Histoire des sciences : l’écho neutrino d’un réacteur nucléaire à l’arrêt détecté

Histoire des sciences : l’écho neutrino d’un réacteur nucléaire à l’arrêt détecté

Selon une étude scientifique publiée dans Physical Review Letters, la collaboration scientifique internationale Double Chooz a réussi, pour la première fois de l’histoire, à mesurer le flux résiduel d’antineutrinos électroniques provenant de réacteurs nucléaires complètement arrêtés. Cette expérience unique a été menée à l’aide d’un détecteur ultrasensible situé à 400 mètres des tranches de la centrale nucléaire de Chooz, en France. Ixbt.com rapporte cette information.

Les spécialistes ont analysé en profondeur 17,2 jours de données de temps utile recueillies pendant quatre périodes de 2017, au cours desquelles les deux réacteurs étaient arrêtés simultanément. Au total, 106 événements ont été enregistrés dans la plage énergétique de 1–3 MeV, où le niveau maximal des signaux d’antineutrinos était attendu. Ce résultat correspond parfaitement aux prévisions scientifiques et présente une grande signification statistique.

Quelle est l’origine du flux de neutrinos ?

Les scientifiques expliquent que ce flux résiduel d’antineutrinos ne provient pas d’une réaction en chaîne, mais de la désintégration bêta des isotopes accumulés dans le combustible du réacteur. Les isotopes radioactifs tels que le césium, le ruthénium et le strontium, présents dans le combustible usé ou arrêté, continuent d’émettre des particules pendant des mois et des années après l’arrêt du réacteur.

Les travaux de modélisation réalisés ont permis de déterminer la répartition précise des sources de ce rayonnement.
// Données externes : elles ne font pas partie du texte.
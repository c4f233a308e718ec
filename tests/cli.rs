use assert_cmd::prelude::*;
use predicates::str::contains;
use std::io::Write;
use std::process::Command;
use tempfile::NamedTempFile;

fn write_scene() -> NamedTempFile {
    let scene = r#"{
  "project": { "shadows": true },
  "camera": { "object": { "uuid": "cam", "type": "PerspectiveCamera", "fov": 60 } },
  "scene": {
    "object": {
      "uuid": "root",
      "type": "Scene",
      "name": "World",
      "children": [
        { "uuid": "cube", "type": "Mesh", "name": "Cube" }
      ]
    },
    "animations": [
      {
        "name": "Rise",
        "duration": 1,
        "tracks": [
          { "name": "cube.position", "type": "vector", "times": [0, 1], "values": [0, 0, 0, 0, 10, 0] }
        ]
      }
    ]
  },
  "scripts": {
    "cube": [
      { "name": "drift", "source": "function update(self, event) self:translate(Vector3.new(1, 0, 0)) end" }
    ],
    "__root__": [
      { "source": "function hide(self) self:getObjectByName('Cube').visible = false end" }
    ]
  }
}"#;
    let mut tmp = NamedTempFile::new().expect("temp scene");
    tmp.write_all(scene.as_bytes()).expect("write scene");
    tmp
}

#[test]
fn cli_plays_frames_and_prints_final_state() {
    let scene = write_scene();
    let mut cmd = Command::cargo_bin("scene-player").expect("binary exists");
    cmd.arg(scene.path()).args(["--frames", "3", "--call", "hide"]);
    cmd.assert()
        .success()
        .stdout(contains(
            "Loaded scene with 2 nodes, 2 script(s) (0 failed), 2 handler(s), 1 animation(s)",
        ))
        .stdout(contains("Called hide: ok"))
        .stdout(contains("Rendered 3 frame(s)"))
        .stdout(contains(" - Cube (Mesh) pos=(3.00, 0.00, 0.00) visible=false"));
}

#[test]
fn cli_reports_missing_animation() {
    let scene = write_scene();
    let mut cmd = Command::cargo_bin("scene-player").expect("binary exists");
    cmd.arg(scene.path()).args(["--play", "Fall"]);
    cmd.assert()
        .failure()
        .stderr(contains("scene has no animation named Fall"));
}

#[test]
fn cli_requires_a_scene_path() {
    let mut cmd = Command::cargo_bin("scene-player").expect("binary exists");
    cmd.assert().failure().stderr(contains("Usage: scene-player"));
}

#[test]
fn cli_steps_frames_at_the_configured_rate() {
    let scene = write_scene();
    let mut config = NamedTempFile::new().expect("temp config");
    config.write_all(br#"{ "fps": 10 }"#).expect("write config");

    let mut cmd = Command::cargo_bin("scene-player").expect("binary exists");
    cmd.arg(scene.path())
        .args(["--frames", "2", "--play", "Rise", "--config"])
        .arg(config.path());
    cmd.assert()
        .success()
        .stdout(contains("Playing animation Rise"))
        .stdout(contains(" - Cube (Mesh) pos=(2.00, 2.00, 0.00) visible=true"));
}

#[test]
fn cli_falls_back_to_default_config() {
    let scene = write_scene();
    let mut cmd = Command::cargo_bin("scene-player").expect("binary exists");
    cmd.arg(scene.path())
        .args(["--config", "/nonexistent/player.json"]);
    cmd.assert()
        .success()
        .stdout(contains("Rendered 1 frame(s)"));
}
Selon leurs résultats, 56 % du flux d’antineutrinos détecté proviennent des cœurs actifs, tandis que les 44 % restants sont associés aux piscines spéciales où est stocké le combustible usé. Les théories scientifiques sont ainsi confirmées intégralement pour la première fois en pratique.

Solutions techniques et système de suppression du bruit

Le détecteur Double Chooz utilise 10,3 mètres cubes de scintillateur liquide dopé au gadolinium. Les antineutrinos sont détectés par désintégration bêta inverse : le positron produit un flash lumineux rapide, tandis que la capture ultérieure du neutron génère un signal retardé.

L’ensemble de détecteurs de particules élémentaires auxiliaires entourant le détecteur principal élimine efficacement les muons cosmiques et autres perturbations externes. Un classificateur spécial fondé sur un réseau neuronal a filtré les fausses données, permettant d’extraire un résultat statistique précis.

Sécurité nucléaire et importance pratique future

Cette découverte est importante non seulement pour la physique fondamentale, mais aussi pour la sécurité nucléaire et les systèmes de contrôle. L’Agence internationale de l’énergie atomique (AIEA) étudie depuis des décennies la possibilité de surveiller les réacteurs grâce aux antineutrinos, car ce flux ne peut être dissimulé à l’aide d’aucun écran.

Les scientifiques ont désormais démontré que cette méthode peut s’appliquer non seulement aux réacteurs en fonctionnement, mais aussi aux installations arrêtées et aux sites de stockage des déchets nucléaires. La prochaine étape consistera à créer des détecteurs plus abordables et mobiles, destinés à être installés à proximité des lieux de stockage.